• [BRIEF]: Your task is to filter the entries and copy every line containing the string "Creates".

**********

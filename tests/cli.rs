use std::process::{Command, Output};

fn turtlec(args: &[&str]) -> Output {
    Command::new(env!("CARGO_BIN_EXE_turtlec")).args(args)
                                              .output()
                                              .unwrap_or_else(|e| panic!("Failed to run turtlec: {e}"))
}

fn stdout_of(output: &Output) -> String {
    String::from_utf8_lossy(&output.stdout).into_owned()
}

fn stderr_of(output: &Output) -> String {
    String::from_utf8_lossy(&output.stderr).into_owned()
}

#[test]
fn inline_program_writes_commands() {
    let output = turtlec(&["PENDOWN FORWARD 10 RIGHT 90"]);

    assert!(output.status.success());
    assert_eq!(stdout_of(&output), "D\nM 10\nR -90\n");
}

#[test]
fn commands_before_a_runtime_error_are_kept() {
    let output = turtlec(&["PENDOWN FORWARD 10 FORWARD missing"]);

    assert_eq!(output.status.code(), Some(1));
    assert_eq!(stdout_of(&output), "D\nM 10\n");
    assert!(stderr_of(&output).contains("Unknown variable 'missing'"));
}

#[test]
fn syntax_error_writes_nothing_to_stdout() {
    let output = turtlec(&["WHILE x > 0 DO\nFORWARD 1"]);

    assert_eq!(output.status.code(), Some(1));
    assert!(output.stdout.is_empty());
    assert!(stderr_of(&output).contains("2: Unexpected token 'end of text', Expecting 'OD'"));
}

#[test]
fn defines_and_lenient_flag_seed_the_environment() {
    let output = turtlec(&["-D", "size=2.5", "--lenient", "FORWARD size + other"]);

    assert!(output.status.success());
    assert_eq!(stdout_of(&output), "M 2.5\n");
}

#[test]
fn program_is_read_from_file() {
    let output = turtlec(&["--file", "tests/programs/spiral.turtle"]);

    assert!(output.status.success());
    assert_eq!(stdout_of(&output), include_str!("programs/spiral.expected"));
}
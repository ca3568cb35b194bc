use crate::{
    ast::Stmt,
    interpreter::{
        lexer::{Token, TokenSource},
        parser::core::{ParseResult, Parser},
    },
};

/// Returns `true` when `token` can begin a statement.
///
/// This is the single definition of the statement-starting set: both
/// [`Parser::parse_block`] (to decide whether to continue) and
/// [`Parser::parse_statement`] (to dispatch) rely on it staying in sync with
/// the statement grammar.
#[must_use]
pub const fn starts_statement(token: &Token) -> bool {
    matches!(token,
             Token::Identifier(_)
             | Token::While
             | Token::If
             | Token::Home
             | Token::PenUp
             | Token::PenDown
             | Token::Forward
             | Token::Left
             | Token::Right
             | Token::PushState
             | Token::PopState)
}

impl<S: TokenSource> Parser<S> {
    /// Parses a maximal run of adjacent statements.
    ///
    /// Grammar: `block := stmt+`
    ///
    /// At least one statement is required; further statements are parsed as
    /// long as the lookahead starts one. No separator is needed between them.
    ///
    /// # Returns
    /// A [`Stmt::Block`] holding the statements in source order.
    pub(in crate::interpreter::parser) fn parse_block(&mut self) -> ParseResult<Stmt> {
        let mut statements = vec![self.parse_statement()?];

        while starts_statement(self.lookahead()) {
            statements.push(self.parse_statement()?);
        }

        Ok(Stmt::Block(statements))
    }
}
use std::collections::HashMap;

use crate::{error::RuntimeError, interpreter::evaluator::core::EvalResult};

/// A mutable store mapping variable names to values.
///
/// The evaluator only ever looks names up and binds them; what happens when
/// a name was never bound is decided by the implementation.
pub trait Environment {
    /// Looks up `name`.
    ///
    /// # Errors
    /// Implementations may reject unbound names; the error is propagated out
    /// of execution unchanged.
    fn get(&self, name: &str) -> EvalResult<f32>;

    /// Binds `name` to `value`, replacing any previous binding.
    fn put(&mut self, name: &str, value: f32);
}

/// How [`Variables`] answers a lookup of a name that was never assigned.
#[derive(Debug, Copy, Clone, PartialEq, Default)]
pub enum UnboundPolicy {
    /// Fail with [`RuntimeError::UnknownVariable`].
    #[default]
    Reject,
    /// Read the given value.
    Default(f32),
}

/// The standard [`Environment`]: a flat hash map with an unbound policy.
///
/// ## Example
/// ```
/// use turtlec::interpreter::environment::{Environment, UnboundPolicy, Variables};
///
/// let mut strict = Variables::new();
/// strict.put("size", 10.0);
/// assert_eq!(strict.get("size").unwrap(), 10.0);
/// assert!(strict.get("angle").is_err());
///
/// let lenient = Variables::with_policy(UnboundPolicy::Default(0.0));
/// assert_eq!(lenient.get("angle").unwrap(), 0.0);
/// ```
#[derive(Debug, Clone, Default)]
pub struct Variables {
    values: HashMap<String, f32>,
    policy: UnboundPolicy,
}

impl Variables {
    /// Creates an empty environment that rejects unbound names.
    #[must_use]
    pub fn new() -> Self {
        Self::default()
    }

    /// Creates an empty environment with the given unbound policy.
    #[must_use]
    pub fn with_policy(policy: UnboundPolicy) -> Self {
        Self { values: HashMap::new(),
               policy }
    }

    /// Creates a strict environment seeded with `bindings`.
    pub fn with_bindings<K, I>(bindings: I) -> Self
        where K: Into<String>,
              I: IntoIterator<Item = (K, f32)>
    {
        Self { values: bindings.into_iter()
                               .map(|(name, value)| (name.into(), value))
                               .collect(),
               policy: UnboundPolicy::Reject, }
    }

    /// Changes the unbound policy, keeping all bindings.
    pub const fn set_policy(&mut self, policy: UnboundPolicy) {
        self.policy = policy;
    }

    /// Returns the bound value of `name`, ignoring the policy.
    #[must_use]
    pub fn lookup(&self, name: &str) -> Option<f32> {
        self.values.get(name).copied()
    }

    /// Iterates over all bindings in unspecified order.
    pub fn iter(&self) -> impl Iterator<Item = (&str, f32)> {
        self.values.iter().map(|(name, value)| (name.as_str(), *value))
    }

    /// Number of bound variables.
    #[must_use]
    pub fn len(&self) -> usize {
        self.values.len()
    }

    /// Whether no variable is bound.
    #[must_use]
    pub fn is_empty(&self) -> bool {
        self.values.is_empty()
    }
}

impl Environment for Variables {
    fn get(&self, name: &str) -> EvalResult<f32> {
        match (self.values.get(name), self.policy) {
            (Some(value), _) => Ok(*value),
            (None, UnboundPolicy::Default(value)) => Ok(value),
            (None, UnboundPolicy::Reject) => {
                Err(RuntimeError::UnknownVariable { name: name.to_string() })
            },
        }
    }

    fn put(&mut self, name: &str, value: f32) {
        self.values.insert(name.to_string(), value);
    }
}

#[cfg(test)]
mod tests {
    use super::*;

    #[test]
    fn put_overwrites() {
        let mut env = Variables::new();
        env.put("x", 1.0);
        env.put("x", 2.0);

        assert_eq!(env.get("x"), Ok(2.0));
        assert_eq!(env.len(), 1);
    }

    #[test]
    fn strict_lookup_names_the_variable() {
        let env = Variables::with_bindings([("a", 1.0)]);

        assert_eq!(env.get("b"), Err(RuntimeError::UnknownVariable { name: "b".to_string() }));
    }

    #[test]
    fn policy_can_change_after_seeding() {
        let mut env = Variables::with_bindings([("a".to_string(), 3.0)]);
        env.set_policy(UnboundPolicy::Default(-1.0));

        assert_eq!(env.get("a"), Ok(3.0));
        assert_eq!(env.get("b"), Ok(-1.0));
        assert_eq!(env.lookup("b"), None);
    }
}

**********

• [SOLUTION TO THIS TASK]:
    /// Creates an empty environment that rejects unbound names.
    /// Creates an empty environment with the given unbound policy.
    /// Creates a strict environment seeded with `bindings`.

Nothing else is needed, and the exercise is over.